Thinking about converting your daytime footage to nighttime footage? Think again.
‘Day for night’ is the process of making daytime footage look like it was shot at night by either using a filter, post-processing, or both. While there are some examples in modern cinema of good day for night conversions, usually day for night will only give you poorly colored footage that isn’t very cinematic. Let’s take a look at why day for night is a bad idea and offer a few creative alternatives.
1. You Can’t Shoot the Sky
One of the biggest differences between shooting at night and shooting in the daytime is the sky. Shocking, right? The daytime sky is, for the most part, almost always going to be overexposed — even if you are underexposing your subject. This means you will need to avoid the sky if you’re trying to shoot a nighttime scene during the day. It will be solid white, which will greatly reduce your creative flexibility. Sure, you could tint your footage to tone down the white sky, but a real night sky doesn’t work like that.
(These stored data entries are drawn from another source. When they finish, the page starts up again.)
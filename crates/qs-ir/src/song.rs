//! Song structure and arrangement table.

use alloc::vec::Vec;
use arrayvec::{ArrayString, ArrayVec, CapacityError};

use crate::effect::{Effect, PitchRow};
use crate::instrument::{
    truncated_name, Adsr, Filter, FilterMode, FilterOp, FilterRow, Instrument, PulseOp,
    VoiceFlags, WaveRow, MAX_NAME_LENGTH,
};
use crate::program::Program;
use crate::track::{Note, Row, Track, MAX_TRACK_LENGTH};

/// Number of voices.
pub const CHANNEL_COUNT: usize = 4;

/// Number of tracks in the track bank.
pub const TRACK_COUNT: usize = 21 * 12;

/// Number of instruments in the instrument bank.
pub const INSTRUMENT_COUNT: usize = 48;

/// Number of effects in the effect bank.
pub const EFFECT_COUNT: usize = INSTRUMENT_COUNT;

/// Maximum number of blocks in the arrangement table.
pub const MAX_SONG_LENGTH: usize = 256;

/// Tempo range (ticks per row).
pub const MIN_TEMPO: u8 = 4;
pub const MAX_TEMPO: u8 = 15;

/// Maximum swing (extra ticks on even rows).
pub const MAX_SWING: u8 = 4;

/// Track lengths the sequencer supports.
pub const TRACK_LENGTHS: [u8; 2] = [24, 32];

/// One row of the arrangement table: a track number per channel (0 = silent).
pub type Block = [u8; CHANNEL_COUNT];

/// A complete song.
#[derive(Clone, Debug, PartialEq, Eq)]
pub struct Song {
    /// Song title
    pub title: ArrayString<MAX_NAME_LENGTH>,
    /// Song author
    pub author: ArrayString<MAX_NAME_LENGTH>,
    /// Ticks per row (4-15)
    pub tempo: u8,
    /// Extra ticks on even rows (0-4)
    pub swing: u8,
    /// Rows played per track (24 or 32)
    pub track_length: u8,
    /// Track bank (`TRACK_COUNT` entries)
    pub tracks: Vec<Track>,
    /// Instrument bank (`INSTRUMENT_COUNT` entries)
    pub instruments: Vec<Instrument>,
    /// Effect bank (`EFFECT_COUNT` entries)
    pub effects: Vec<Effect>,
    /// Arrangement table
    pub table: ArrayVec<Block, MAX_SONG_LENGTH>,
}

impl Default for Song {
    fn default() -> Self {
        Self {
            title: ArrayString::new(),
            author: ArrayString::new(),
            tempo: 6,
            swing: 0,
            track_length: MAX_TRACK_LENGTH as u8,
            tracks: alloc::vec![Track::new(); TRACK_COUNT],
            instruments: alloc::vec![Instrument::default(); INSTRUMENT_COUNT],
            effects: alloc::vec![Effect::default(); EFFECT_COUNT],
            table: ArrayVec::new(),
        }
    }
}

impl Song {
    /// Create a new empty song.
    pub fn new(title: &str) -> Self {
        let mut song = Self::default();
        song.set_title(title);
        song
    }

    pub fn set_title(&mut self, title: &str) {
        self.title = truncated_name(title);
    }

    pub fn set_author(&mut self, author: &str) {
        self.author = truncated_name(author);
    }

    /// Set the tempo, clamped to 4-15.
    pub fn set_tempo(&mut self, tempo: u8) {
        self.tempo = tempo.clamp(MIN_TEMPO, MAX_TEMPO);
    }

    /// Set the swing, clamped to 0-4.
    pub fn set_swing(&mut self, swing: u8) {
        self.swing = swing.min(MAX_SWING);
    }

    /// Set the track length: anything up to 24 selects 24, otherwise 32.
    pub fn set_track_length(&mut self, length: u8) {
        self.track_length = if length <= TRACK_LENGTHS[0] { TRACK_LENGTHS[0] } else { TRACK_LENGTHS[1] };
    }

    /// Rows played per track, never more than a track holds.
    pub fn track_length(&self) -> usize {
        (self.track_length as usize).clamp(1, MAX_TRACK_LENGTH)
    }

    /// Look up a track by its 1-based number.
    pub fn track(&self, number: u8) -> Option<&Track> {
        lookup(&self.tracks, number)
    }

    pub fn track_mut(&mut self, number: u8) -> Option<&mut Track> {
        lookup_mut(&mut self.tracks, number)
    }

    /// Look up an instrument by its 1-based number.
    pub fn instrument(&self, number: u8) -> Option<&Instrument> {
        lookup(&self.instruments, number)
    }

    pub fn instrument_mut(&mut self, number: u8) -> Option<&mut Instrument> {
        lookup_mut(&mut self.instruments, number)
    }

    /// Look up an effect by its 1-based number.
    pub fn effect(&self, number: u8) -> Option<&Effect> {
        lookup(&self.effects, number)
    }

    pub fn effect_mut(&mut self, number: u8) -> Option<&mut Effect> {
        lookup_mut(&mut self.effects, number)
    }

    /// Get a block of the arrangement table.
    pub fn block(&self, index: usize) -> Option<&Block> {
        self.table.get(index)
    }

    /// Append a block to the arrangement table.
    pub fn push_block(&mut self, block: Block) -> Result<(), CapacityError<Block>> {
        self.table.try_push(block)
    }

    /// The built-in demo song: bass, kick and snare with matching effects.
    pub fn demo() -> Self {
        let mut song = Self::new("demo");
        song.tempo = 5;

        let drum_wave = |value: u8| {
            Program::from_rows(
                [
                    WaveRow::new(VoiceFlags::NOISE | VoiceFlags::GATE, PulseOp::Set, value),
                    WaveRow::new(VoiceFlags::PULSE | VoiceFlags::GATE, PulseOp::Increment, 3),
                ],
                1,
            )
        };

        let bass = &mut song.instruments[0];
        bass.set_name("bass");
        bass.hard_restart = true;
        bass.adsr = Adsr::new(1, 8, 8, 8);
        bass.wave = drum_wave(26);
        bass.filter = Filter {
            routing: 0b0001,
            program: Program::from_rows(
                [
                    FilterRow::new(FilterMode::LOW, 13, FilterOp::Set, 12),
                    FilterRow::new(FilterMode::LOW, 13, FilterOp::Decrement, 8),
                ],
                1,
            ),
        };

        let kick = &mut song.instruments[1];
        kick.set_name("kick");
        kick.hard_restart = true;
        kick.adsr = Adsr::new(1, 8, 8, 8);
        kick.wave = drum_wave(26);
        kick.filter = Filter {
            routing: 0b0001,
            program: Program::from_rows(
                [
                    FilterRow::new(FilterMode::LOW, 13, FilterOp::Set, 13),
                    FilterRow::new(FilterMode::LOW, 13, FilterOp::Set, 20),
                    FilterRow::new(FilterMode::LOW, 13, FilterOp::Set, 5),
                ],
                2,
            ),
        };

        let snare = &mut song.instruments[2];
        snare.set_name("snare");
        snare.hard_restart = true;
        snare.adsr = Adsr::new(1, 1, 7, 9);
        snare.wave = Program::from_rows(
            [
                WaveRow::new(VoiceFlags::NOISE | VoiceFlags::GATE, PulseOp::Set, 16),
                WaveRow::new(VoiceFlags::NOISE | VoiceFlags::GATE, PulseOp::Increment, 0),
                WaveRow::new(VoiceFlags::PULSE | VoiceFlags::GATE, PulseOp::Increment, 0),
                WaveRow::new(VoiceFlags::PULSE | VoiceFlags::GATE, PulseOp::Increment, 0),
                WaveRow::new(VoiceFlags::NOISE, PulseOp::Increment, 0),
            ],
            4,
        );
        snare.filter = Filter {
            routing: 0b0001,
            program: Program::from_rows(
                [
                    FilterRow::new(FilterMode::LOW, 13, FilterOp::Set, 13),
                    FilterRow::new(FilterMode::LOW, 13, FilterOp::Decrement, 3),
                ],
                1,
            ),
        };

        let effects: [(&str, &[i8], u8); 3] = [
            ("bass", &[-48], 0),
            ("kick", &[48, 16, -16, -48], 3),
            ("snare", &[52, 52, -24, -44, 36, 52], 4),
        ];
        for (i, (name, quarters, loop_point)) in effects.iter().enumerate() {
            let effect = &mut song.effects[i];
            effect.set_name(name);
            effect.program =
                Program::from_rows(quarters.iter().map(|&q| PitchRow::relative(q)), *loop_point);
        }

        let vibrato = &mut song.effects[EFFECT_COUNT - 1];
        vibrato.set_name("vibrato");
        vibrato.program = Program::from_rows(
            [0, 1, 2, 2, 1, 0, -1, -2, -2, -1].map(PitchRow::relative),
            0,
        );

        let track = &mut song.tracks[0];
        let events: [(usize, u8, u8, Note); 12] = [
            (0, 2, 2, Note::On(37)),
            (2, 1, 1, Note::On(37)),
            (4, 0, 0, Note::Off),
            (6, 1, 1, Note::On(37)),
            (8, 3, 3, Note::On(49)),
            (10, 1, 1, Note::On(25)),
            (12, 1, 1, Note::On(37)),
            (14, 0, 0, Note::Off),
            (16, 2, 2, Note::On(37)),
            (18, 0, 0, Note::Off),
            (24, 3, 3, Note::On(49)),
            (28, 1, 1, Note::On(35)),
        ];
        for (row, instrument, effect, note) in events {
            track.rows[row] = Row::new(instrument, effect, note);
        }

        song.table.push([1, 0, 0, 0]);
        song
    }
}

fn lookup<T>(bank: &[T], number: u8) -> Option<&T> {
    (number as usize).checked_sub(1).and_then(|i| bank.get(i))
}

fn lookup_mut<T>(bank: &mut [T], number: u8) -> Option<&mut T> {
    (number as usize).checked_sub(1).and_then(move |i| bank.get_mut(i))
}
In most shooting circumstances, the sky at night will be brighter on the horizon and very dark in the actual sky. If you’re shooting day for night, there’s really nothing you can do to simulate this nighttime occurrence other than do a lot of post-processing which will take forever and likely look terrible. We’ll discuss this further below.
2. Shadows Will Look Off
Screenshot from Surfaced Studio Day for Night Tutorial
One of the biggest problems with day for night conversions is the shadows. As you probably already know, shooting in direct sunlight during the daytime is generally a bad idea. Your subject will get some very unflattering shadows — specifically raccoon eyes. Moonlight normally doesn’t work like that. When it does, it still looks strange on camera.
There will be other weird lighting occurrences that happen in the daytime that don’t occur during the night, like harsh reflections and possible lens flares. On the flipside of this, you’ll also have to worry about portions of your subject being overexposed. You’ll have to crush the whites in post in order to fix this. And as you can see above, that solution will almost always look really bad.
3. The Color Cast Will Look Terrible
Image from Lynda.com
Color is really where day for night conversions start to fall apart. At its core, a day for night conversion is either a dark blue filter that’s put directly in front of the camera or a post-processing technique where you give your footage a dark blue tint.
However, no matter how you do it, dark blue footage is not what nighttime footage looks like. There are a lot of colors at night, not just blue. The example above from Mad Max: Fury Road is a great example of poor day for night conversions in modern cinema, but then again… maybe that’s the point.
4. It Will Take a Lot of Time in Post
A still from Video Copilot’s Day for Night tutorial
In light of all of the hurdles we’ve mentioned above, the biggest challenge to making day for night footage look convincing is the post-processing. There’s a lot of work that needs to be done to do ‘good’ day for night conversions. A good conversion will:
- Do a blanket color grade/correction
- Track and replace the sky
- Rotoscope various silhouetted elements to avoid awkward edges (See Refuge)
- Selectively track and level distracting elements
- Add the film’s specific cinematic grading features
Even after you do all of this, you’re still going to be hard-pressed to make your day for night look convincing. Even the best After Effects teachers out there have a hard time making convincing day for night conversions.
Day for Night Alternatives
Sony a7S or a7S II
The good people at Sony are technological wizards when it comes to camera sensors. Case and point: the Sony a7S. The a7S is an incredible camera that can shoot under moonlight. Don’t believe me? Check out this video shot by the a7S:
While you will have some issues with grain and noise reduction in post, the overall color grading is much more convincing than the typical day for night blue filter.
Light the Scene
A still from The Cabin in the Woods. Where is that harsh light coming from?
Who said you can’t light a nighttime scene? Audiences are very easy to trick when it comes to lighting. Most people in the audience won’t ask where that soft fill light is coming from. Instead, they’ll focus on the content of film or video as long as the lighting is close.
By using a dim light and a sensitive camera, you can generally get good cinematic footage at night even if it doesn’t make a lot of sense. A simple battery powered LED should do the trick in these situations.